Completed 1944 as Palo Duro for U.S.M.C. 1947 purchased by STUK and renamed "THELICONUS". 11-1959 laid-up Lough Swilly. 29-5-1962 arrived Dalmuir for scrap.

Also known as
Palo Duro
IMO number
Call sign
Construction number
16.678 ton
Length overall
Year of construction
Year of renaming/broken up
Service for Shell
1947 to 1962
Flag state
Home port




Date Visitor Anecdote
01/10/2016 - 19:42 David John Turner

I joined the Theliconus in Middlesburgh dry-dock as a first trip apprentice. She was not exactly as beautiful as we had been led to believe. Our cabins were retrofits on the aft end of the boat deck. My first job was to remove the ropes stored in mine and bail out the water flooding it. The ship was a cheap wartime built tanker equivalent to the liberty cargo ships, but the turbo electric power plant was a brilliant design. The main generator powered the DC shaft motor at sea and then powered the cargo pumps whilst in port, which meant that did not stop running from one dry-docking to the next. We sailed from Middelesburgh to Curacao and stayed on the Maracaibo/Willemstad run for many months bringing crude oil from Maracaibo to the refinery on the island. I visited Curacao in 2015 and found a photo of the Theliconus in the museum in Willemstad - made me feel pretty old! The pontoon bridge is still there, but no longer used, a road bridge has now replaced it a?? times change!
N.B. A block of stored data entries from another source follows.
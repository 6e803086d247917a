use crate::domain::constants::{PROJECT_CONFIG_FILE, STATE_DIR, STATE_FILE};
use crate::domain::models::ProjectConfig;
use crate::error::BootstrapError;
use std::path::{Path, PathBuf};

/// A project directory plus its resolved `ltboot.toml`. All configured paths
/// are relative to `root` unless absolute.
#[derive(Debug, Clone)]
pub struct Project {
    pub root: PathBuf,
    pub cfg: ProjectConfig,
}

pub fn load_project(project_dir: &Path, config: Option<&Path>) -> anyhow::Result<Project> {
    let root = std::path::absolute(project_dir)?;
    let (path, explicit) = match config {
        Some(p) => (root.join(p), true),
        None => (root.join(PROJECT_CONFIG_FILE), false),
    };

    if !path.exists() {
        if explicit {
            return Err(BootstrapError::InvalidConfig {
                path: path.display().to_string(),
                reason: "file does not exist".to_string(),
            }
            .into());
        }
        tracing::debug!(root = %root.display(), "no project config, using defaults");
        return Ok(Project {
            root,
            cfg: ProjectConfig::default(),
        });
    }

    let raw = std::fs::read_to_string(&path)?;
    let cfg = toml::from_str(&raw).map_err(|e| BootstrapError::InvalidConfig {
        path: path.display().to_string(),
        reason: e.to_string(),
    })?;
    tracing::debug!(config = %path.display(), "loaded project config");
    Ok(Project { root, cfg })
}

impl Project {
    fn resolve(&self, p: &Path) -> PathBuf {
        self.root.join(p)
    }

    pub fn venv_dir(&self) -> PathBuf {
        self.resolve(&self.cfg.runtime.venv_dir)
    }

    /// Interpreter inside the venv; layout differs between Windows and unix.
    pub fn venv_python(&self) -> PathBuf {
        self.venv_bin("python")
    }

    pub fn venv_bin(&self, name: &str) -> PathBuf {
        if cfg!(windows) {
            self.venv_dir()
                .join("Scripts")
                .join(format!("{name}.exe"))
        } else {
            self.venv_dir().join("bin").join(name)
        }
    }

    pub fn manifest(&self) -> PathBuf {
        self.resolve(&self.cfg.runtime.manifest)
    }

    pub fn env_file(&self) -> PathBuf {
        self.resolve(&self.cfg.config.env_file)
    }

    pub fn env_template(&self) -> PathBuf {
        self.resolve(&self.cfg.config.template)
    }

    pub fn storage_dir(&self) -> PathBuf {
        self.resolve(&self.cfg.storage.dir)
    }

    pub fn entrypoint(&self) -> PathBuf {
        self.resolve(&self.cfg.launch.entrypoint)
    }

    pub fn state_path(&self) -> PathBuf {
        self.root.join(STATE_DIR).join(STATE_FILE)
    }
}
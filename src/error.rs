/// Terminal failures of a bootstrap or launch run. Each maps to a stable code
/// used in `--json` error output; every one of them exits with status 1.
#[derive(thiserror::Error, Debug)]
pub enum BootstrapError {
    #[error("{tool} not found: {hint}")]
    MissingRuntime { tool: String, hint: String },
    #[error("dependency installation from {manifest} failed: {reason}")]
    DependencyInstall { manifest: String, reason: String },
    #[error("created {env_file} from {template}; populate its secrets and run again")]
    MissingConfig { env_file: String, template: String },
    #[error("{env_file} is missing and no template exists at {template}")]
    MissingTemplate { env_file: String, template: String },
    #[error("environment not ready: {0}")]
    EnvironmentNotReady(String),
    #[error("invalid PORT value {0:?}: expected an integer between 1 and 65535")]
    InvalidPort(String),
    #[error("invalid project config {path}: {reason}")]
    InvalidConfig { path: String, reason: String },
}

impl BootstrapError {
    pub fn code(&self) -> &'static str {
        match self {
            BootstrapError::MissingRuntime { .. } => "MISSING_RUNTIME",
            BootstrapError::DependencyInstall { .. } => "DEPENDENCY_INSTALL_ERROR",
            BootstrapError::MissingConfig { .. } => "MISSING_CONFIG",
            BootstrapError::MissingTemplate { .. } => "MISSING_TEMPLATE",
            BootstrapError::EnvironmentNotReady(_) => "ENV_NOT_READY",
            BootstrapError::InvalidPort(_) => "INVALID_PORT",
            BootstrapError::InvalidConfig { .. } => "INVALID_CONFIG",
        }
    }
}

/// Error code for anything that reaches `main`, typed or not.
pub fn error_code(err: &anyhow::Error) -> &'static str {
    match err.downcast_ref::<BootstrapError>() {
        Some(e) => e.code(),
        None if err.downcast_ref::<std::io::Error>().is_some() => "IO_ERROR",
        None => "ERROR",
    }
}
use crate::domain::models::{ErrorBody, JsonErr, JsonOut};
use serde::Serialize;

/// Report on stdout: the `{"ok": true, "data": ...}` envelope in JSON mode,
/// the `text` rendering otherwise.
pub fn print_one<T: Serialize>(
    json: bool,
    data: T,
    text: impl Fn(&T) -> String,
) -> anyhow::Result<()> {
    if json {
        println!(
            "{}",
            serde_json::to_string_pretty(&JsonOut { ok: true, data })?
        );
    } else {
        println!("{}", text(&data));
    }
    Ok(())
}

/// JSON errors go to stdout so callers parse a single stream; text errors go
/// to stderr.
pub fn print_error(json: bool, code: &str, message: &str) {
    if json {
        let body = JsonErr {
            ok: false,
            error: ErrorBody {
                code: code.to_string(),
                message: message.to_string(),
            },
        };
        match serde_json::to_string_pretty(&body) {
            Ok(s) => println!("{s}"),
            Err(_) => eprintln!("error[{code}]: {message}"),
        }
    } else {
        eprintln!("error[{code}]: {message}");
    }
}
//! Stable defaults mirrored by `ltboot.toml`.

pub const PROJECT_CONFIG_FILE: &str = "ltboot.toml";
pub const STATE_DIR: &str = ".ltboot";
pub const STATE_FILE: &str = "state.json";

pub const DEFAULT_INTERPRETERS: &[&str] = &["python3", "python"];
pub const DEFAULT_VENV_DIR: &str = "venv";
pub const DEFAULT_MANIFEST: &str = "requirements.txt";

pub const DEFAULT_ENV_FILE: &str = ".env";
pub const DEFAULT_ENV_TEMPLATE: &str = ".env.example";
pub const DEFAULT_REQUIRED_KEYS: &[&str] = &["OPENAI_API_KEY"];

pub const DEFAULT_STORAGE_DIR: &str = "tmp/travel-pdfs";

pub const DEFAULT_ENTRYPOINT: &str = "Luxury_Travel_Bot.py";
pub const DEFAULT_APP: &str = "Luxury_Travel_Bot:app";
pub const DEFAULT_HOST: &str = "0.0.0.0";
pub const DEFAULT_PORT: u16 = 8080;
pub const DEFAULT_WORKERS: u32 = 2;
pub const DEFAULT_THREADS: u32 = 8;
pub const DEFAULT_PROCESS_MANAGER: &str = "gunicorn";

pub const DEFAULT_BASE_IMAGE: &str = "python:3.11-slim";
pub const DEFAULT_CONTAINER_WORKDIR: &str = "/app";
/// Native headers for pycairo (PDF/graphics) and PyGObject (desktop integration).
pub const DEFAULT_SYSTEM_PACKAGES: &[&str] = &[
    "build-essential",
    "pkg-config",
    "libcairo2-dev",
    "libgirepository1.0-dev",
];

pub const PORT_VAR: &str = "PORT";
pub const STORAGE_DIR_VAR: &str = "STORAGE_DIR";

/// Key fragments whose values are never printed.
pub const SECRET_MARKERS: &[&str] = &["KEY", "SECRET", "TOKEN", "PASSWORD"];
11/09/2012 - 17:00 Laurence Harold...

My twin brother (Ernest) and I joined the Theliconus at the Bute dry-dock, Cardiff on 1st March 1951 as Junior Ordinary Seamen. One morning, with nobody about, I slipped into the Officer's Saloon to see what was on offer - a nice tin of mixed biscuits was very soon lightened. Pockets full, I was just about to go back on deck when Captain Webster appeared on the scene and understandably, wanted to know what I was doing in there. Luckily for me, I'd heard that in the saloon, each of Uncle Joe Shell's tankers (Anglo Saxon Petroleum Company) had a sea shell in a cabinet which the vessel was named after. Captain Webster was kind enough to show me the cabinet with it's shell and rather impressed by the fact that I knew abou such things. After that close call, I never ventured in there again. Just maybe, the Chief Steward should have had biscuits available for us mere lower-deck ratings for our smokos'. A good ship (hot as hell up the Persian Gulf, but for all that a happy ship.
Laurence H. Stroud
Master Ret'd.

09/04/2011 - 12:13 Keith Brewster

Theliconus was my first deep sea ship.Joined her at Smiths dry dock North sheilds October 1958 and paid off in August 1959 after she was laid up in Loch Swilly County Donegal.She was a bit of a rust bucket and in rough weather the after accomodation was always awash with sea water,thank goodness for large coamings to the cabin.We spent the winter of 1958/59 sailing from Curasao to New Jersey,Perth Amboi and once for a change Buckport in Maine,plus Pasadena in Texas.mind You as a lowly cabin boy the North American living allowance made the rough weather every week bearable

04/02/2010 - 21:56 Alan Elliott

1954, I was 4th engineer on the Thelconus. We were in passage from Curacao to Ghent
when we ran into some pretty rough seas.I am sure this must have been the worst crossing I could recall. At times it reached force 9 to 10,

We were approaching the Bay of Biscay and the weather had not eased at all. I was on 8 to midnight watch. At about 11.0 pm the telegraph rang to standby. The bridge rang to tell me that we had received a distress call from a small boat in our vicinity and we were going to assist.
We duly arrived alongside the Motor Cruiser "The Episode". She was taking on water and her engine-room was flooded. The seas were huge and the it was blowing mighty hard. I was informed by the Chief Engineer, an Aussie by the name of John L. Stuart.He and the second mate would take a boat crew and try to take off the crew from the "Episode", using our only Motor Life-boat.The lifeboat was launched and made way to the motor cruiser, but the engine of the life-boat siezed up and it was too rough for them to continue using oars so they were forced to abort the attempt.They returned to the ship.
The captain decided to wait until daylight and make another attempt. At first light he took the ship alongside the Episode This created a lee and took all three crew members off the cruiser.
We then stood by the Episode until she finally sank.
It was a brilliant piece of seamanship by the skipper. Unfortunately I cannot remember his name but I hope that he did get some recognition.It was worthy of it.